The resulting file was a tiny 293K and I was able to make great looking 13×19 prints by using ON1 Resize software to “res-up” or increase the size of the file to make it acceptable for a large print as well as for the publishers of my book, “Studio Photography Anywhere,” where it appears.
Another reason to shoot JPEG files is when you need more speed. JPEG allows you to shoot more images faster because it won’t fill the in-camera buffer as fast. If your subject is moving quickly, as in motor or horse racing, or you frequently hold down the shutter for a continuous burst of photos, you may want to consider JPEG-only shooting to shoot those images faster and longer without a pause.

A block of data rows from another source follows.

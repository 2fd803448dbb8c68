//! SMS sequence generation.

use crate::engine::{BoxFut, Step};
use crate::error::Result;
use crate::generation::CompletionRequest;
use crate::parse::{extract_tags, parse_sms};
use crate::run_ctx::RunCtx;
use crate::state::WorkflowState;
use crate::types::{Channel, MessagePlan, MessageUnit};

/// Generates the SMS sequence.
///
/// Same atomicity contract as email generation. Messages are normalized to
/// the 160-character limit and delays follow the SMS delay table.
pub struct SmsGenerationStep;

impl Step for SmsGenerationStep {
    fn name(&self) -> &str {
        "generate_sms"
    }

    fn label(&self) -> &str {
        "SMS generation"
    }

    fn applies(&self, state: &WorkflowState) -> bool {
        state.parameters.num_sms > 0
    }

    fn run<'a>(&'a self, ctx: &'a RunCtx, state: &'a mut WorkflowState) -> BoxFut<'a, Result<()>> {
        Box::pin(async move {
            let plan = super::email::effective_plan(state);
            let strategy_block = state
                .content_strategy
                .as_ref()
                .map(|s| s.prompt_block(&plan.brand_name))
                .unwrap_or_else(|| format!("Brand: {}", plan.brand_name));

            let total = state.parameters.num_sms;
            let mut messages = Vec::with_capacity(total as usize);

            for i in 0..total {
                let message_plan = plan
                    .sms_plans
                    .get(i as usize)
                    .cloned()
                    .unwrap_or_else(|| MessagePlan::follow_up(i + 1));

                let prompt = format!(
                    "Write SMS {} of {} for a {} campaign.\n\n{}\n\n\
                     Purpose: {}\nFocus: {}\n\n\
                     Include opt-out instructions such as \"Reply STOP to opt out\". \
                     Respond with one line:\nMessage: <message under 160 \
                     characters, may use {{{{first_name}}}} personalization>",
                    i + 1,
                    total,
                    plan.campaign_type,
                    strategy_block,
                    message_plan.purpose,
                    message_plan.focus,
                );
                let request = CompletionRequest::new(
                    prompt,
                    "You are an SMS marketing copywriter. Keep messages under 160 characters.",
                )
                .with_max_tokens(256);

                let completion = super::complete(
                    ctx,
                    self.name(),
                    &format!("sms {}/{}", i + 1, total),
                    &request,
                )
                .await?;

                let text = parse_sms(&completion.text);
                if !has_opt_out(&text) {
                    tracing::warn!(sequence = i + 1, "SMS is missing opt-out instructions");
                }
                let mut unit = MessageUnit::sms(i + 1, text)
                    .with_delay(Channel::Sms.delay_for_position(i + 1));
                unit.purpose = message_plan.purpose;
                unit.focus = message_plan.focus;
                unit.personalization = extract_tags(&unit.body);
                messages.push(unit);

                if i + 1 < total {
                    ctx.pace().await;
                }
            }

            state.sms = Some(messages);
            Ok(())
        })
    }
}

/// Carrier compliance wants every marketing SMS to carry opt-out
/// instructions.
fn has_opt_out(message: &str) -> bool {
    let lowered = message.to_lowercase();
    ["text stop", "reply stop", "stop to opt", "unsubscribe"]
        .iter()
        .any(|phrase| lowered.contains(phrase))
}

#[cfg(test)]
mod tests {
    use super::*;
    use crate::generation::mock::MockGeneration;
    use crate::parse::SMS_MAX_CHARS;
    use crate::types::{CampaignParameters, CampaignType};
    use std::sync::Arc;

    fn state(num_sms: u32) -> WorkflowState {
        WorkflowState::new(
            CampaignParameters::new("https://acme.com", CampaignType::WinBack)
                .with_counts(0, num_sms),
        )
    }

    #[tokio::test]
    async fn test_generates_with_sms_delay_table_and_length_cap() {
        let long_tail = "x".repeat(200);
        let service = Arc::new(MockGeneration::fixed(format!(
            "Message: We miss you {{{{first_name}}}}! Come back for 20% off. {}",
            long_tail
        )));
        let ctx = RunCtx::builder().service(service).build();

        let mut st = state(2);
        SmsGenerationStep.run(&ctx, &mut st).await.unwrap();

        let messages = st.sms.as_ref().unwrap();
        assert_eq!(messages.len(), 2);
        assert_eq!(messages[0].delay_hours, Some(2));
        assert_eq!(messages[1].delay_hours, Some(48));
        assert!(messages[0].body.len() <= SMS_MAX_CHARS);
        assert_eq!(messages[0].personalization, vec!["first_name"]);
        assert!(messages[0].subject.is_none());
    }

    #[tokio::test]
    async fn test_atomic_on_failure() {
        let service = Arc::new(MockGeneration::failing(502, "bad gateway"));
        let ctx = RunCtx::builder().service(service).build();

        let mut st = state(1);
        assert!(SmsGenerationStep.run(&ctx, &mut st).await.is_err());
        assert!(st.sms.is_none());
    }

    #[test]
    fn test_opt_out_detection() {
        assert!(has_opt_out("20% off today. Reply STOP to opt out."));
        assert!(has_opt_out("Deals inside. Unsubscribe anytime."));
        assert!(!has_opt_out("We miss you! Come back for 20% off."));
    }

    #[test]
    fn test_skipped_when_zero_requested() {
        assert!(!SmsGenerationStep.applies(&state(0)));
    }
}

(I’ve written here before that) when I’m shooting portraits or glamour in black and white, I shoot RAW+JPEG so that I can show the subject an image in monochrome while using the RAW file for processing and retouching before converting to black and white using Silver Efex Pro.
Like almost everything in digital photography, the choice of RAW vs. JPEG boils down to the kind of images you make. For me, JPEG works most of the time. For you, it might be RAW.